本实施例按照实施例2采用本发明提供的快速无菌检查方法，其中的指示剂分为三种情况，第一种仅有TTC，用于检测浓度为10、100、1000CFU/ml的大肠埃希菌、铜绿假单胞菌、金黄色葡萄球菌、生孢梭菌、枯草芽孢杆菌和白色念珠菌，考察最早观察时间(首次出现阳性反应的时间点)；第二种仅有CWM，用于检测浓度为10、100、1000CFU/ml的黑曲霉，考察最早观察时间；第三种是含有TTC+CWM，用于检测浓度为10、100、1000CFU/ml的大肠埃希菌、铜绿假单胞菌、金黄色葡萄球菌、生孢梭菌、枯草芽孢杆菌、白色念珠菌和黑曲霉。通过单独一种指示剂存在或同种指示剂并存，同原试验方法进行试验，观察吸光度和荧光强度的变化，从而考察最早观察时间的变化，结果如表4所示。

表4两种指示剂的相互影响

由表4可以看出，两种指示剂共存或是仅存在一种指示剂，对检测结果的准确性没有影响，对最早观察时间影响很小，因此指示剂共存时对本发明的检测方法基本无影响。

虽然本发明披露如上，但本发明并非限定于此。
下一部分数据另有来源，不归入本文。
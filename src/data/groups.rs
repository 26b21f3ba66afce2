// groups.rs - Partitioning records into comparison groups

use std::collections::HashMap;
use std::fmt;
use std::str::FromStr;

use serde::{Deserialize, Serialize};

use crate::data::country::UNKNOWN;
use crate::data::record::SequenceRecord;

/// How records are keyed into groups
#[derive(Debug, Clone, Copy, PartialEq, Eq, Hash, Serialize, Deserialize)]
pub enum GroupingMode {
    Country,
    CountryYear,
}

impl FromStr for GroupingMode {
    type Err = String;

    fn from_str(s: &str) -> Result<Self, Self::Err> {
        match s {
            "country" | "by-country" => Ok(GroupingMode::Country),
            "country-year" | "by-country-year" => Ok(GroupingMode::CountryYear),
            _ => Err(format!(
                "Invalid grouping mode: {}. Use: country, country-year",
                s
            )),
        }
    }
}

impl fmt::Display for GroupingMode {
    fn fmt(&self, f: &mut fmt::Formatter<'_>) -> fmt::Result {
        match self {
            GroupingMode::Country => write!(f, "country"),
            GroupingMode::CountryYear => write!(f, "country-year"),
        }
    }
}

impl GroupingMode {
    /// Group name for a record: `China` or `China_2013` (`China_Unknown`
    /// without a year).
    pub fn group_name(&self, record: &SequenceRecord) -> String {
        match self {
            GroupingMode::Country => record.metadata.country.clone(),
            GroupingMode::CountryYear => format!(
                "{}_{}",
                record.metadata.country,
                record.metadata.year_label()
            ),
        }
    }
}

/// One partition of the record collection.
#[derive(Debug, Clone, PartialEq, Eq)]
pub struct Group {
    pub name: String,
    pub country: String,
    pub continent: String,
    /// Indices into the owning [`GroupIndex`] record table, in input order
    pub members: Vec<usize>,
}

impl Group {
    pub fn len(&self) -> usize {
        self.members.len()
    }

    pub fn is_empty(&self) -> bool {
        self.members.is_empty()
    }

    pub fn has_unknown_country(&self) -> bool {
        self.country == UNKNOWN
    }

    /// Group name with whitespace replaced, for use in FASTA identifiers.
    pub fn label(&self) -> String {
        self.name.split_whitespace().collect::<Vec<_>>().join("_")
    }
}

/// Owns the records and their disjoint grouping. Groups appear in order of
/// first occurrence so naming and ordering are stable for identical input.
#[derive(Debug, Clone)]
pub struct GroupIndex {
    mode: GroupingMode,
    records: Vec<SequenceRecord>,
    groups: Vec<Group>,
    record_group: Vec<usize>,
    by_name: HashMap<String, usize>,
}

impl GroupIndex {
    pub fn build(records: Vec<SequenceRecord>, mode: GroupingMode) -> Self {
        let mut groups: Vec<Group> = Vec::new();
        let mut by_name: HashMap<String, usize> = HashMap::new();
        let mut record_group = Vec::with_capacity(records.len());

        for (idx, record) in records.iter().enumerate() {
            let name = mode.group_name(record);
            let group_idx = *by_name.entry(name.clone()).or_insert_with(|| {
                groups.push(Group {
                    name,
                    country: record.metadata.country.clone(),
                    continent: record.metadata.continent.clone(),
                    members: Vec::new(),
                });
                groups.len() - 1
            });
            groups[group_idx].members.push(idx);
            record_group.push(group_idx);
        }

        Self {
            mode,
            records,
            groups,
            record_group,
            by_name,
        }
    }

    pub fn mode(&self) -> GroupingMode {
        self.mode
    }

    pub fn groups(&self) -> &[Group] {
        &self.groups
    }

    pub fn group(&self, name: &str) -> Option<&Group> {
        self.by_name.get(name).map(|&idx| &self.groups[idx])
    }

    pub fn group_at(&self, idx: usize) -> &Group {
        &self.groups[idx]
    }

    pub fn records(&self) -> &[SequenceRecord] {
        &self.records
    }

    pub fn record(&self, idx: usize) -> &SequenceRecord {
        &self.records[idx]
    }

    /// Group index of a record.
    pub fn group_of(&self, record_idx: usize) -> usize {
        self.record_group[record_idx]
    }

    pub fn len(&self) -> usize {
        self.records.len()
    }

    pub fn is_empty(&self) -> bool {
        self.records.is_empty()
    }
}
// args.rs - Command line arguments definition

use argh::FromArgs;

#[derive(FromArgs)]
/// dndsgroup - Grouped dN/dS (Ka/Ks) between country and year groups of coding sequences
pub struct Args {
    /// input FASTA with coding sequences (headers carry country/year metadata)
    #[argh(option)]
    pub input: Option<String>,

    /// output summary table (default: dnds_output.csv)
    #[argh(option, default = "String::from(\"dnds_output.csv\")")]
    pub output: String,

    /// gene label written on every summary row
    #[argh(option)]
    pub gene: Option<String>,

    /// one-based inclusive trim start
    #[argh(option)]
    pub start: Option<usize>,

    /// one-based inclusive trim stop
    #[argh(option)]
    pub stop: Option<usize>,

    /// grouping: country, country-year (default: country)
    #[argh(option, default = "String::from(\"country\")")]
    pub group_by: String,

    /// comparisons: within, between, both (default: both)
    #[argh(option, default = "String::from(\"both\")")]
    pub mode: String,

    /// rate estimator: ng86, kaks (default: ng86)
    #[argh(option, default = "String::from(\"ng86\")")]
    pub estimator: String,

    /// genetic code table number, NCBI numbering (default: 1)
    #[argh(option, default = "1")]
    pub genetic_code: u8,

    /// method passed to KaKs_Calculator (default: YN)
    #[argh(option, default = "String::from(\"YN\")")]
    pub method: String,

    /// path to the KaKs_Calculator binary (default: looked up on PATH)
    #[argh(option, default = "String::from(\"KaKs_Calculator\")")]
    pub kaks_binary: String,

    /// per-pair timeout for the external estimator in seconds (default: 300)
    #[argh(option, default = "300")]
    pub timeout_secs: u64,

    /// retries for transient external estimator failures (default: 1)
    #[argh(option, default = "1")]
    pub retries: u32,

    /// number of worker threads (default: available cores minus one)
    #[argh(option)]
    pub threads: Option<usize>,

    /// task queue capacity (default: 4 x threads)
    #[argh(option)]
    pub queue_size: Option<usize>,

    /// minimum usable length in nt after trimming (default: 90)
    #[argh(option, default = "90")]
    pub min_length: usize,

    /// minimum similarity score (0-100) for fuzzy country matching (default: 80)
    #[argh(option)]
    pub fuzzy_threshold: Option<f64>,

    /// leave out groups whose country could not be resolved
    #[argh(switch)]
    pub exclude_unknown: bool,

    /// write every between-group row twice (A,B and B,A)
    #[argh(switch)]
    pub mirror_rows: bool,

    /// output format: csv, tsv (default: csv)
    #[argh(option, default = "String::from(\"csv\")")]
    pub format: String,

    /// save trimmed sequences to <output stem>_trimmed.fasta
    #[argh(switch)]
    pub save_trimmed_fasta: bool,

    /// write a JSON run report to this path
    #[argh(option)]
    pub report_json: Option<String>,

    /// stop submitting comparisons after this many seconds
    #[argh(option)]
    pub max_runtime_secs: Option<u64>,

    /// disable the progress bar
    #[argh(switch)]
    pub no_progress: bool,

    /// debug-level logging (per-header parses, per-pair failures)
    #[argh(switch, short = 'v')]
    pub verbose: bool,

    /// validate inputs and print the comparison plan without computing
    #[argh(switch)]
    pub dry_run: bool,

    /// list available rate estimators and exit
    #[argh(switch)]
    pub list_estimators: bool,

    /// path to TOML configuration file
    #[argh(option)]
    pub config: Option<String>,

    /// generate sample configuration file and exit
    #[argh(switch)]
    pub generate_config: bool,
}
任何本领域技术人员，在不脱离本发明的精神和范围内，均可作各种更动与修改，因此本发明的保护范围应当以权利要求所限定的范围为准。

Claims

1.一种快速无菌检查培养基中的指示剂，其特征在于，所述指示剂包括2,3,5-triphenyltetrazolium chloride和/或Calcofluor White M2R。

2.一种快速无菌检查方法，其特征在于，所述方法采用含有指示剂2,3,5-triphenyltetrazolium chloride和/或Calcofluor White M2R的培养基。

3.如权利要求2所述的无菌检查方法，其特征在于，所述的培养基是指胰酪大豆胨液体培养基和硫乙醇硫酸盐流体培养基。

4.一种快速无菌检查方法，其特征在于，包括以下步骤：

(1)取待测样品同时加入如权利要求3所述的含有指示剂的培养基中；

(2)待测样品加入胰酪大豆胨液体培养基后，在20-25℃进行培养；待测样品加入硫乙醇硫酸盐流体培养基后，在30-35℃进行培养。

(3)连续检测光强变化值。

5.如权利要求3或4所述的无菌检查方法，其特征在于，所述的培养基中2,3,5-triphenyltetrazolium chloride的浓度为：每0.1g培养基中含0.67mg的2,3,5-triphenyltetrazolium chloride。

6.如权利要求3或4所述的无菌检查方法，其特征在于，所述的培养基中CalcofluorWhite M2R的浓度为：每0.1g培养基中含3.5mg的Calcofluor White M2R。

7.如权利要求4所述的无菌检查方法，其特征在于，步骤(4)所述的检测光强变化值，其中2,3,5-triphenyltetrazolium chloride显示的光强可通过光谱仪进行检测。

8.如权利要求4所述的无菌检查方法，其特征在于，步骤(4)所述的检测光强变化值，其中Calcofluor White M2R显示的荧光信号可通过荧光检测仪进行检测。

9.一种物质用于制备快速无菌检查培养基中的指示剂的用途，其特征在于，所述物质包括2,3,5-triphenyltetrazolium chloride和/或Calcofluor White M2R。

10.如权利要求9所说的用途，其特征在于，所述快速无菌检查培养基是指胰酪大豆胨液体培养基和硫乙醇硫酸盐流体培养基。